Submission in opposition to clause 105 of the Resource Legislation Amendment Bill 2015


14 March 2016


The Committee Secretariat

Local Government and Environment Select Committee

Parliament Buildings




Submission in opposition to clause 105 of the Resource Legislation Amendment Bill 2015





  1. The Soil & Health Association of New Zealand Inc. (Soil & Health) was incorporated under the Incorporated Societies Act 1908 on 4 December 1942. Soil & Health’s objectives broadly include soil health and the promotion of organic gardening and farming.  It has approximately 3000 members, chiefly composed of organic agriculturalists (incl. farming and horticulture), secondary producers, retailers, restauranteurs, and enthusiasts.  Its age and membership make it both the oldest and largest representative organic organisation in New Zealand.

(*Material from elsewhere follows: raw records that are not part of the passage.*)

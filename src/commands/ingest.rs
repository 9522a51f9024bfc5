use std::fs;
use std::path::Path;
use std::process::Command;

use anyhow::{Context, Result, bail};
use chrono::{Datelike, Utc};
use rusqlite::{Connection, params};
use tracing::{info, warn};

use crate::canon::{
    DEFAULT_SCORE_CUTOFF, Market, MarketRegistry, default_markets, load_registry, store_markets,
};
use crate::cli::IngestArgs;
use crate::commands::inventory;
use crate::extract::{ReportParser, ResultDraft, ScheduleDraft, extract_pdf_pages};
use crate::model::{
    IngestCounts, IngestPaths, IngestRunManifest, ReportEntry, ReportInventoryManifest,
    ReportKind, ToolVersions,
};
use crate::util::{
    condense_whitespace, ensure_directory, now_utc_string, read_json, sanitize_for_id,
    utc_compact_string, write_json_pretty,
};

pub const DB_SCHEMA_VERSION: &str = "0.1.0";

pub fn run(args: IngestArgs) -> Result<()> {
    let started_ts = Utc::now();
    let started_at = now_utc_string();
    let run_id = format!("run-{}", utc_compact_string(started_ts));

    let cache_root = args.cache_root.clone();
    let manifest_dir = cache_root.join("manifests");
    ensure_directory(&manifest_dir)?;

    let reports_dir = inventory::resolve_reports_dir(&cache_root, args.reports_dir.as_deref());
    let inventory_manifest_path = args
        .inventory_manifest_path
        .clone()
        .unwrap_or_else(|| inventory::default_manifest_path(&cache_root));
    let ingest_manifest_path = args.ingest_manifest_path.clone().unwrap_or_else(|| {
        manifest_dir.join(format!("ingest_run_{}.json", utc_compact_string(started_ts)))
    });
    let db_path = args
        .db_path
        .clone()
        .unwrap_or_else(|| cache_root.join("agrisignals_index.sqlite"));

    info!(cache_root = %cache_root.display(), run_id = %run_id, "starting ingest");

    let inventory_manifest = load_or_refresh_inventory(
        &reports_dir,
        &inventory_manifest_path,
        args.refresh_inventory,
    )?;

    let tool_versions = collect_tool_versions();

    let mut connection = Connection::open(&db_path)
        .with_context(|| format!("failed to open {}", db_path.display()))?;
    configure_connection(&connection)?;
    ensure_schema(&connection)?;

    let markets_seeded = seed_markets(&mut connection, args.markets_path.as_deref())?;
    let registry = load_registry(&connection)?;
    if registry.is_empty() {
        bail!("market registry is empty after seeding");
    }

    let parser = ReportParser::new()?;
    let default_year = args.default_year.unwrap_or_else(|| Utc::now().year());

    let mut stats = process_reports(
        &mut connection,
        &reports_dir,
        &inventory_manifest.reports,
        &parser,
        &registry,
        default_year,
        args.max_reports,
        args.max_pages_per_pdf,
    )?;
    stats.counts.markets_seeded = markets_seeded;
    stats.counts.report_count = inventory_manifest.report_count;

    sync_fts_index(&connection)?;

    stats.counts.schedule_total = count_rows(&connection, "SELECT COUNT(*) FROM auction_schedule")?;
    stats.counts.results_total = count_rows(&connection, "SELECT COUNT(*) FROM auction_results")?;
    let updated_at = now_utc_string();

    connection.execute(
        "INSERT INTO metadata(key, value) VALUES('last_ingest_run_id', ?1)
         ON CONFLICT(key) DO UPDATE SET value=excluded.value",
        [&run_id],
    )?;

    let manifest = IngestRunManifest {
        manifest_version: 1,
        run_id: run_id.clone(),
        db_schema_version: DB_SCHEMA_VERSION.to_string(),
        status: "completed".to_string(),
        started_at,
        updated_at,
        command: render_ingest_command(&args),
        tool_versions,
        paths: IngestPaths {
            cache_root: cache_root.display().to_string(),
            reports_dir: reports_dir.display().to_string(),
            manifest_dir: manifest_dir.display().to_string(),
            inventory_manifest_path: inventory_manifest_path.display().to_string(),
            db_path: db_path.display().to_string(),
        },
        counts: stats.counts,
        source_hashes: inventory_manifest.reports,
        warnings: stats.warnings,
        notes: vec![
            "Ingest completed against local report files and sqlite index.".to_string(),
            "Market names canonicalized by indel ratio against the markets registry; unmatched lines keep their raw text with confidence 0."
                .to_string(),
        ],
    };

    write_json_pretty(&ingest_manifest_path, &manifest)?;

    info!(path = %ingest_manifest_path.display(), "wrote ingest run manifest");
    info!(
        schedule = manifest.counts.schedule_total,
        results = manifest.counts.results_total,
        warnings = manifest.warnings.len(),
        "ingest completed"
    );

    Ok(())
}
mod canon;
mod cli;
mod commands;
mod extract;
mod model;
mod util;

use anyhow::Result;
use clap::Parser;
use tracing::error;
use tracing_subscriber::EnvFilter;

use crate::cli::{Cli, Commands};

fn main() {
    init_tracing();

    if let Err(err) = run() {
        error!(error = %err, "command failed");
        for cause in err.chain().skip(1) {
            error!(cause = %cause, "caused by");
        }
        std::process::exit(1);
    }
}

fn run() -> Result<()> {
    let cli = Cli::parse();

    match cli.command {
        Commands::Inventory(args) => commands::inventory::run(args),
        Commands::Ingest(args) => commands::ingest::run(args),
        Commands::Markets(args) => commands::markets::run(args),
        Commands::Query(args) => commands::query::run(args),
        Commands::Status(args) => commands::status::run(args),
    }
}

fn init_tracing() {
    let env_filter = EnvFilter::try_from_default_env().unwrap_or_else(|_| EnvFilter::new("info"));

    tracing_subscriber::fmt()
        .with_env_filter(env_filter)
        .with_target(false)
        .with_writer(std::io::stderr)
        .init();
}
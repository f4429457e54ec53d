use chrono::Utc;
use entity::search_index::{ActiveModel, Column, Entity, Model};
use sea_orm::{
    sea_query::OnConflict, ActiveValue::Set, ColumnTrait, ConnectionTrait, DbBackend, DbErr,
    EntityTrait, FromQueryResult, QueryFilter, Statement,
};
use uuid::Uuid;

/// Upserts the `(tenant_id, asset_id)` row. `ocr_tsv` has no sea-orm mapping
/// and is refreshed by the `search_index_ocr_tsv_update` trigger whenever
/// `ocr_text_preview` changes, so it is never set here.
pub async fn upsert<C: ConnectionTrait>(db: &C, active: ActiveModel) -> Result<Model, DbErr> {
    Entity::insert(active)
        .on_conflict(
            OnConflict::columns([Column::TenantId, Column::AssetId])
                .update_columns([
                    Column::Sha256,
                    Column::Etag,
                    Column::ContentType,
                    Column::ContentLength,
                    Column::LastModified,
                    Column::OcrTextPreview,
                    Column::UpdatedAt,
                ])
                .to_owned(),
        )
        .exec_with_returning(db)
        .await
}

pub async fn find_by_asset<C: ConnectionTrait>(
    db: &C,
    tenant_id: Uuid,
    asset_id: Uuid,
) -> Result<Option<Model>, DbErr> {
    Entity::find()
        .filter(Column::TenantId.eq(tenant_id))
        .filter(Column::AssetId.eq(asset_id))
        .one(db)
        .await
}

pub async fn find_by_sha256<C: ConnectionTrait>(
    db: &C,
    tenant_id: Uuid,
    sha256: &str,
    exclude_asset_id: Uuid,
) -> Result<Vec<Model>, DbErr> {
    Entity::find()
        .filter(Column::TenantId.eq(tenant_id))
        .filter(Column::Sha256.eq(sha256))
        .filter(Column::AssetId.ne(exclude_asset_id))
        .all(db)
        .await
}

pub async fn find_by_etag<C: ConnectionTrait>(
    db: &C,
    tenant_id: Uuid,
    etag: &str,
    exclude_asset_id: Uuid,
) -> Result<Vec<Model>, DbErr> {
    Entity::find()
        .filter(Column::TenantId.eq(tenant_id))
        .filter(Column::Etag.eq(etag))
        .filter(Column::AssetId.ne(exclude_asset_id))
        .all(db)
        .await
}

/// Candidates within `[min_length, max_length]` sharing `content_type`; the
/// caller computes the bounds from the 3% relative tolerance.
pub async fn find_near_size<C: ConnectionTrait>(
    db: &C,
    tenant_id: Uuid,
    content_type: &str,
    min_length: i64,
    max_length: i64,
    exclude_asset_id: Uuid,
) -> Result<Vec<Model>, DbErr> {
    Entity::find()
        .filter(Column::TenantId.eq(tenant_id))
        .filter(Column::ContentType.eq(content_type))
        .filter(Column::ContentLength.gte(min_length))
        .filter(Column::ContentLength.lte(max_length))
        .filter(Column::AssetId.ne(exclude_asset_id))
        .all(db)
        .await
}

#[derive(Debug, FromQueryResult)]
pub struct SearchRow {
    pub asset_id: Uuid,
    pub rank: f64,
    pub snippet: Option<String>,
}

/// Full-text search over `ocr_text_preview` via the maintained `ocr_tsv`
/// column; there is no sea-orm query-builder support for `tsvector`, so this
/// goes through raw SQL the way migrations already do.
pub async fn search_ocr_text<C: ConnectionTrait>(
    db: &C,
    tenant_id: Uuid,
    query: &str,
    limit: u64,
) -> Result<Vec<SearchRow>, DbErr> {
    let stmt = Statement::from_sql_and_values(
        DbBackend::Postgres,
        r#"
            SELECT
                asset_id,
                ts_rank_cd(ocr_tsv, plainto_tsquery('english', $2)) AS rank,
                ts_headline('english', coalesce(ocr_text_preview, ''), plainto_tsquery('english', $2)) AS snippet
            FROM search_index
            WHERE tenant_id = $1
              AND ocr_tsv @@ plainto_tsquery('english', $2)
            ORDER BY rank DESC
            LIMIT $3
        "#,
        [tenant_id.into(), query.into(), (limit as i64).into()],
    );
    SearchRow::find_by_statement(stmt).all(db).await
}

pub fn touch_active_model(tenant_id: Uuid, asset_id: Uuid) -> ActiveModel {
    ActiveModel {
        id: Set(Uuid::new_v4()),
        tenant_id: Set(tenant_id),
        asset_id: Set(asset_id),
        updated_at: Set(Utc::now()),
        ..Default::default()
    }
}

  1. Soil & Health welcomes the opportunity to comment on the Resource Legislation Amendment Bill 2015 (the Bill), which seeks to amend the Resource Management Act 1991 (RMA). This submission concerns clause 105 of the Bill, which proposes to include new ministerial regulation-making powers under section 360D into the RMA.



  1. Soil & Health opposes proposed section 360D on the grounds that ministerial regulations would override the power of local authorities to control land uses under the RMA, and the participatory and evidentially based decision-making process under the Act, and require the removal of provisions in RMA plans which conflicted with such regulations.



Detailed submissions


  1. Clause 105 of the Bill proposes to insert section 360D, which would give the Minister for the Environment (Minister) the power to issue regulations to prevent, or remove, rules in council planning documents that in his or her opinion duplicate, overlap with, or deal with the same subject matter in other legislation.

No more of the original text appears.